#### [Task item]
Give back only the lines in the records below from the one with "and offset-to-position mapping." to the one with "the last character", both inclusive, word for word.

Content starts

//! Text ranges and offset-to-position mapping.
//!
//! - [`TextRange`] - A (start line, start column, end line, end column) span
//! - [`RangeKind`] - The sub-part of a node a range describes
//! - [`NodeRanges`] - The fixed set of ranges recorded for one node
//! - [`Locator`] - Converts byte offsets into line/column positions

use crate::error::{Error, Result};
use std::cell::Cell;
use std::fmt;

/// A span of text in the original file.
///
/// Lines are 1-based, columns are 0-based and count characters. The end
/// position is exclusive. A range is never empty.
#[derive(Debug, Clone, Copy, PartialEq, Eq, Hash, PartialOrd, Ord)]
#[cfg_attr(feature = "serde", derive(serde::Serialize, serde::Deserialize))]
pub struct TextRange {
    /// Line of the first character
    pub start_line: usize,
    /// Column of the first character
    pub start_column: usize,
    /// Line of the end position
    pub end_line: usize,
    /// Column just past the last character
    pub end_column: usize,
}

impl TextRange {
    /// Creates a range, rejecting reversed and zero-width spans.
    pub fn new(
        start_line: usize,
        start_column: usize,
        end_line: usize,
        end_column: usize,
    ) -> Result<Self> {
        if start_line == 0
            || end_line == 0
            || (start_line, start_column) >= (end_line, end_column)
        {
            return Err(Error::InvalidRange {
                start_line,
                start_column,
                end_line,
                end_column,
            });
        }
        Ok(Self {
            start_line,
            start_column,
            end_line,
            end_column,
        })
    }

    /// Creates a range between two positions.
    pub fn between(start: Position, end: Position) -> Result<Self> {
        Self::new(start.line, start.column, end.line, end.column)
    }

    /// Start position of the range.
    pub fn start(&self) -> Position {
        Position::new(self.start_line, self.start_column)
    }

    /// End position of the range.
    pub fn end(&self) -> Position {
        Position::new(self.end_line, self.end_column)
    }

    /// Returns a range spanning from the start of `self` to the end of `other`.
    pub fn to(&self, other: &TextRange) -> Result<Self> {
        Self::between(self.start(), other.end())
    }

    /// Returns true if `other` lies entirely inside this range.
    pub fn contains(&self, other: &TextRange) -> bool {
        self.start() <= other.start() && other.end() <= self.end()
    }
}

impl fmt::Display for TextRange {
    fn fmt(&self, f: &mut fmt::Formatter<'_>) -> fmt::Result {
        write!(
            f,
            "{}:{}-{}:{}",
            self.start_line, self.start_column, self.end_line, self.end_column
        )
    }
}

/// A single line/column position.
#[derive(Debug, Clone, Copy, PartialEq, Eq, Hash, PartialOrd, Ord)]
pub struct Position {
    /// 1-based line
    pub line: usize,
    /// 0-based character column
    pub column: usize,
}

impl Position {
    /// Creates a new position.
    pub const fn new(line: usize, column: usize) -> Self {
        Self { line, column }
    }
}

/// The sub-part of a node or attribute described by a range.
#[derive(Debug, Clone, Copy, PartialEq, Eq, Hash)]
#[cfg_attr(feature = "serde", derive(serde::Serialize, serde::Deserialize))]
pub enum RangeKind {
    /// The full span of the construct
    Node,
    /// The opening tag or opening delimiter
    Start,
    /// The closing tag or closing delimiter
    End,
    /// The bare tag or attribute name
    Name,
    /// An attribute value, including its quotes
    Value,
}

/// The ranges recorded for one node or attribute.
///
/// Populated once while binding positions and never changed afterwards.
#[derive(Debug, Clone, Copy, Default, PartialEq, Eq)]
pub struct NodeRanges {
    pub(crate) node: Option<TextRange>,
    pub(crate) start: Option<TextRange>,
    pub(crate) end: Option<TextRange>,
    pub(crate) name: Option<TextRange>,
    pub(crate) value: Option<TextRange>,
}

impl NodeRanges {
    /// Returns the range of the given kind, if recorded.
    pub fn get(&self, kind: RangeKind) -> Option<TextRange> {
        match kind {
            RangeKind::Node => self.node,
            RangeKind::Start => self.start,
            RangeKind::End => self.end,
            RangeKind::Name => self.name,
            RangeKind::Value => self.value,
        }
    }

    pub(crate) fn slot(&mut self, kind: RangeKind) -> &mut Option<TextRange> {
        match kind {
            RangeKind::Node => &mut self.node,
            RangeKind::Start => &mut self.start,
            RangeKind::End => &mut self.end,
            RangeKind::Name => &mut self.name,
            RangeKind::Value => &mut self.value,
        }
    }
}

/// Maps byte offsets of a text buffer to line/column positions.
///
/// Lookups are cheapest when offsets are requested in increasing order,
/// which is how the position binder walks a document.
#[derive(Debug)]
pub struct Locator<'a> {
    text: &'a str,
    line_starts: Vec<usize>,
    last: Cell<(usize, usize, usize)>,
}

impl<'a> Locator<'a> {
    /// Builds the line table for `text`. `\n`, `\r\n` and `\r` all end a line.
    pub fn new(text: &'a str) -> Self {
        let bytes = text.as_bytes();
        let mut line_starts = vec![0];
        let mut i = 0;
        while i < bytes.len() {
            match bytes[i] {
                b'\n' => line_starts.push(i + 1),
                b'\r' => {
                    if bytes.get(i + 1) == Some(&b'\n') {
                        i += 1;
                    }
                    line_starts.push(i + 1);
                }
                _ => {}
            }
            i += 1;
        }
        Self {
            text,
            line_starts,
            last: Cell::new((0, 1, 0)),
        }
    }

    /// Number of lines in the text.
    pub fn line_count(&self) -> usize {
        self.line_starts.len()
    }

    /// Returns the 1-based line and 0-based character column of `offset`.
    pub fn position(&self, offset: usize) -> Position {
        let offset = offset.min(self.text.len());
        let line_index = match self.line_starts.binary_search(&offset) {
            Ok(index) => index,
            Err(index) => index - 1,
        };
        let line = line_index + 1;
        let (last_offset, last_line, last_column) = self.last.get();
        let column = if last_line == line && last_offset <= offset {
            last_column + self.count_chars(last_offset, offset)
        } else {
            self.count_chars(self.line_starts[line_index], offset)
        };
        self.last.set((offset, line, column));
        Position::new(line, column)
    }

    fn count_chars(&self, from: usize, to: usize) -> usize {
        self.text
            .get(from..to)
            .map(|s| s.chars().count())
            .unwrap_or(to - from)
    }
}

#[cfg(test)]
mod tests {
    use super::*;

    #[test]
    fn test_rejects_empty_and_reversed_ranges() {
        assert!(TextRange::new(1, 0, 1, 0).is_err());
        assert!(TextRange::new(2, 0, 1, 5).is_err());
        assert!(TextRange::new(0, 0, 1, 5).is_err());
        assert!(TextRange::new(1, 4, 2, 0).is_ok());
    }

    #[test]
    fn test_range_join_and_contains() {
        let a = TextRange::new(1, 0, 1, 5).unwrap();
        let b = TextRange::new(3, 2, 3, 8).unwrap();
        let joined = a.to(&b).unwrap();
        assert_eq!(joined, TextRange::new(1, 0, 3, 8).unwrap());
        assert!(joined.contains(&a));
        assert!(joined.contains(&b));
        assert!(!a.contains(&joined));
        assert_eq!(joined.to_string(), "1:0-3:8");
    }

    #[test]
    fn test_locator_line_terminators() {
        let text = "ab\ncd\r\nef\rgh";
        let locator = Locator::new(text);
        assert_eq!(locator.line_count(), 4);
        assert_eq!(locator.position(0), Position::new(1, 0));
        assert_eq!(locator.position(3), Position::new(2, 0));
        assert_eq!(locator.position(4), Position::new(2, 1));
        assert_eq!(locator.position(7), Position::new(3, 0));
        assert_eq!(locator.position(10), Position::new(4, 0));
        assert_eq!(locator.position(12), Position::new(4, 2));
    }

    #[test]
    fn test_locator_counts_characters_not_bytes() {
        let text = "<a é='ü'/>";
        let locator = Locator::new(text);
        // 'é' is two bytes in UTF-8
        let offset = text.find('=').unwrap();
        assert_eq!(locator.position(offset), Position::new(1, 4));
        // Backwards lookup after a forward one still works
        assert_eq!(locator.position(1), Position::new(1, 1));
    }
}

Content ends
Content starts

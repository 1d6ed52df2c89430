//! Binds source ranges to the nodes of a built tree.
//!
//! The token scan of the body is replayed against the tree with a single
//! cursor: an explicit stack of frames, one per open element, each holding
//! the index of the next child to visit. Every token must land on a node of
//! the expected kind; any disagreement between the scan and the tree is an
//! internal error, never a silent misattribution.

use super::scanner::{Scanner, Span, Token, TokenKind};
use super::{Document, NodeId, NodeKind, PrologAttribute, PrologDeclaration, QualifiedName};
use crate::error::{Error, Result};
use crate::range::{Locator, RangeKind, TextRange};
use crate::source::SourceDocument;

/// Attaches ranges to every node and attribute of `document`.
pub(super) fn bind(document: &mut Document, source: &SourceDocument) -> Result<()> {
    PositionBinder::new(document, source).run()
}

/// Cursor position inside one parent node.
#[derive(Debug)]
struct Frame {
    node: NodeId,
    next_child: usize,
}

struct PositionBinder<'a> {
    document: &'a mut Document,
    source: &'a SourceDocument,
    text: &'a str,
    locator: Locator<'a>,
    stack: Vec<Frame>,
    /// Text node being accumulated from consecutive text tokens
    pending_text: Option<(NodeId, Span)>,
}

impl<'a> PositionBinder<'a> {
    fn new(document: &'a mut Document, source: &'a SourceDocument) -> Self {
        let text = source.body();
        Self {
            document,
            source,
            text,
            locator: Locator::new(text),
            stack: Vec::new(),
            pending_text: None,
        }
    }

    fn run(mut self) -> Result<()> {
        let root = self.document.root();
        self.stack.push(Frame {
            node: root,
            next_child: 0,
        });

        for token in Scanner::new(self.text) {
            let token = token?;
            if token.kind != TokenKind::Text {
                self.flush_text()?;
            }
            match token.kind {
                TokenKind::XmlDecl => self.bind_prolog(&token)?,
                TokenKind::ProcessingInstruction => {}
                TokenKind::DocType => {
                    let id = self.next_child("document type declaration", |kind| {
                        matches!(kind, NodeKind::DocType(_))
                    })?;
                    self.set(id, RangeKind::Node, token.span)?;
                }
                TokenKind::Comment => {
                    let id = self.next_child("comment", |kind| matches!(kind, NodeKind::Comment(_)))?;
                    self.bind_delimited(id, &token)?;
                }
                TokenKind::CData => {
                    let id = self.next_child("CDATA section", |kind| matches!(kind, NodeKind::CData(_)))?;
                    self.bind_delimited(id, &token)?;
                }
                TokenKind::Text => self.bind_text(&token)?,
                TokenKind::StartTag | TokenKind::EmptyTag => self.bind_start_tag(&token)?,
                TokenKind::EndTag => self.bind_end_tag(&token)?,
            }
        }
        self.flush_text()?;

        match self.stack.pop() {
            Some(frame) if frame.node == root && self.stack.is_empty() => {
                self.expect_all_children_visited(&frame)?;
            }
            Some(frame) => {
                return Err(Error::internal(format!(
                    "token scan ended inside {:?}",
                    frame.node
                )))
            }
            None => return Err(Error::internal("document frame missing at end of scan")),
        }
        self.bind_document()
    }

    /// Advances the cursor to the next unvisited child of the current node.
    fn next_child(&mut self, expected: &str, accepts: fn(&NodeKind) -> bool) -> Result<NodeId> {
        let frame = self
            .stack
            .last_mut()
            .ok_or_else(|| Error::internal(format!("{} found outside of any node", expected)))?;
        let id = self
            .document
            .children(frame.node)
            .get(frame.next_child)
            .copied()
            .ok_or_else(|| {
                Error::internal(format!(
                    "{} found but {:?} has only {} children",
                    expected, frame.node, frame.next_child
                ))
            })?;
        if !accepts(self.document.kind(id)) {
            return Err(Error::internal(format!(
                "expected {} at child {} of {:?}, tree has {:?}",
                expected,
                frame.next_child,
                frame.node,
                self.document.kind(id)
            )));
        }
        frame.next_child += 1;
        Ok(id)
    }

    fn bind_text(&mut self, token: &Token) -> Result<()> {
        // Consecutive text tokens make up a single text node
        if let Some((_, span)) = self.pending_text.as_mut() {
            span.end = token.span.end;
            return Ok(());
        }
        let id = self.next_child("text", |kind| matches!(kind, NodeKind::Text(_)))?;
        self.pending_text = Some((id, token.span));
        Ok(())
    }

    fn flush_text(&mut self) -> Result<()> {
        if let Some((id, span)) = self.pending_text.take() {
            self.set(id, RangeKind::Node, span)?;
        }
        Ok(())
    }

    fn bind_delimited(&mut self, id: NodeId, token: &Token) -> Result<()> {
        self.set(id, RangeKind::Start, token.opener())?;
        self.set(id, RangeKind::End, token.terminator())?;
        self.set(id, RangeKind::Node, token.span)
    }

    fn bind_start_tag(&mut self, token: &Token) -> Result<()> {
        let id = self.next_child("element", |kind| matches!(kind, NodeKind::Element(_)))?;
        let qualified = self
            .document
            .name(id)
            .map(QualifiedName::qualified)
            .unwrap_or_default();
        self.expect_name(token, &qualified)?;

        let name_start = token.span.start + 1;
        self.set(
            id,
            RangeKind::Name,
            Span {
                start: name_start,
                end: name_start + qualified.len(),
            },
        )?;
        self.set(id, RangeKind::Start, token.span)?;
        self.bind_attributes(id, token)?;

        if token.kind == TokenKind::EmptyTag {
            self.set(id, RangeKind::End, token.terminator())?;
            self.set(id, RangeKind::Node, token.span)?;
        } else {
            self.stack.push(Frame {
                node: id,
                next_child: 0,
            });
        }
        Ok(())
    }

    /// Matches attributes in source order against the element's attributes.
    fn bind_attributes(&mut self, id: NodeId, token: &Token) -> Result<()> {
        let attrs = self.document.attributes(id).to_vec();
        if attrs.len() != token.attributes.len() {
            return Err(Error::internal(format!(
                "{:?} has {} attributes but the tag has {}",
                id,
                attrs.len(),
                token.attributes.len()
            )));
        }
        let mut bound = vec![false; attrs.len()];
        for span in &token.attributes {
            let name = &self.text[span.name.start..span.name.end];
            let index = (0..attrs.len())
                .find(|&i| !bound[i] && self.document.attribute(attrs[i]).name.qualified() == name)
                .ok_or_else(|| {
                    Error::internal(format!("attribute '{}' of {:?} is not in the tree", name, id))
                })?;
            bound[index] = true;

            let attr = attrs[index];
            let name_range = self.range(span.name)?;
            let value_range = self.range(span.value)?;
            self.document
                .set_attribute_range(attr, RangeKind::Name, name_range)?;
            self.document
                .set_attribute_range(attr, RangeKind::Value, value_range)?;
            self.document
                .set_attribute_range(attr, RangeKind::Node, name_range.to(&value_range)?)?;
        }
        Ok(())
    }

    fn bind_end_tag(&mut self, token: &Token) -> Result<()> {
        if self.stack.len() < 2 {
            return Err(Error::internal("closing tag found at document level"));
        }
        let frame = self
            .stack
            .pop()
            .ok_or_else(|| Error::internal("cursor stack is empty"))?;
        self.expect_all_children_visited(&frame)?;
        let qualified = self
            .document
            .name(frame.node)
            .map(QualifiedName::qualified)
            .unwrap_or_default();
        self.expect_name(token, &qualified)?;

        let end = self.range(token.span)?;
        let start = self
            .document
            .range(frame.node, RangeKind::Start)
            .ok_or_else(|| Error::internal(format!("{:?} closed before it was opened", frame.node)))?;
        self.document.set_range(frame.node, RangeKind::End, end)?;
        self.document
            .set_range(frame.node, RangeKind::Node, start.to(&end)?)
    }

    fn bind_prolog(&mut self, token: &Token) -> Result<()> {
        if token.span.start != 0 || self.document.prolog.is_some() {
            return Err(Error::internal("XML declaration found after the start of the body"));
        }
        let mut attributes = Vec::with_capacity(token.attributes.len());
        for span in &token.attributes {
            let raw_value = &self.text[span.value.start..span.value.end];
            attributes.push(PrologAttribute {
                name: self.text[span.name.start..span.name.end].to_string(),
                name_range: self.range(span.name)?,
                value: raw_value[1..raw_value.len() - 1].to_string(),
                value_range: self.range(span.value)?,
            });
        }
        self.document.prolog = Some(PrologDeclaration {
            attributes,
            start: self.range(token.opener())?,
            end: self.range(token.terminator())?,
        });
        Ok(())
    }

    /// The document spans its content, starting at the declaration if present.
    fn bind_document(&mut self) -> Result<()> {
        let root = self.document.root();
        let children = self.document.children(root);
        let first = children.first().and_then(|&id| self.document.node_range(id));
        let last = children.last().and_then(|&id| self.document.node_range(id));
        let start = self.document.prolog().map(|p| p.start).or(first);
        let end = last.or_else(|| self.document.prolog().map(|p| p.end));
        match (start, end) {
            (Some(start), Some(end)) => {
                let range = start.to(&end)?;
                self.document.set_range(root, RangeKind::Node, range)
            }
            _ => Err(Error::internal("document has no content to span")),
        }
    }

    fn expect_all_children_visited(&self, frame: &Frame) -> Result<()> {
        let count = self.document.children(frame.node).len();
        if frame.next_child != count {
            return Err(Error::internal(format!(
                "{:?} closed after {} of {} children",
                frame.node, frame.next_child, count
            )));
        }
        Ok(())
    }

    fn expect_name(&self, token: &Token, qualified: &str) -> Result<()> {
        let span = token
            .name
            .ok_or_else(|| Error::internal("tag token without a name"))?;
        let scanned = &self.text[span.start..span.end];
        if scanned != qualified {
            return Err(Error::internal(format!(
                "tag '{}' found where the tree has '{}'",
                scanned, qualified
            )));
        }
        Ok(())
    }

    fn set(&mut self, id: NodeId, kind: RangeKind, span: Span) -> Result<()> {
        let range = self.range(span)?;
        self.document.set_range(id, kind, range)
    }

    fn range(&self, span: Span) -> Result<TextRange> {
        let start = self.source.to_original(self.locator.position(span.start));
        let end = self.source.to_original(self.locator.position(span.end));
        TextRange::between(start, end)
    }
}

Content ends

#### [Solution to this task]
//! Text ranges and offset-to-position mapping.
//!
//! - [`TextRange`] - A (start line, start column, end line, end column) span
//! - [`RangeKind`] - The sub-part of a node a range describes
//! - [`NodeRanges`] - The fixed set of ranges recorded for one node
//! - [`Locator`] - Converts byte offsets into line/column positions

use crate::error::{Error, Result};
use std::cell::Cell;
use std::fmt;

/// A span of text in the original file.
///
/// Lines are 1-based, columns are 0-based and count characters. The end
/// position is exclusive. A range is never empty.
#[derive(Debug, Clone, Copy, PartialEq, Eq, Hash, PartialOrd, Ord)]
#[cfg_attr(feature = "serde", derive(serde::Serialize, serde::Deserialize))]
pub struct TextRange {
    /// Line of the first character
    pub start_line: usize,
    /// Column of the first character
    pub start_column: usize,
    /// Line of the end position
    pub end_line: usize,
    /// Column just past the last character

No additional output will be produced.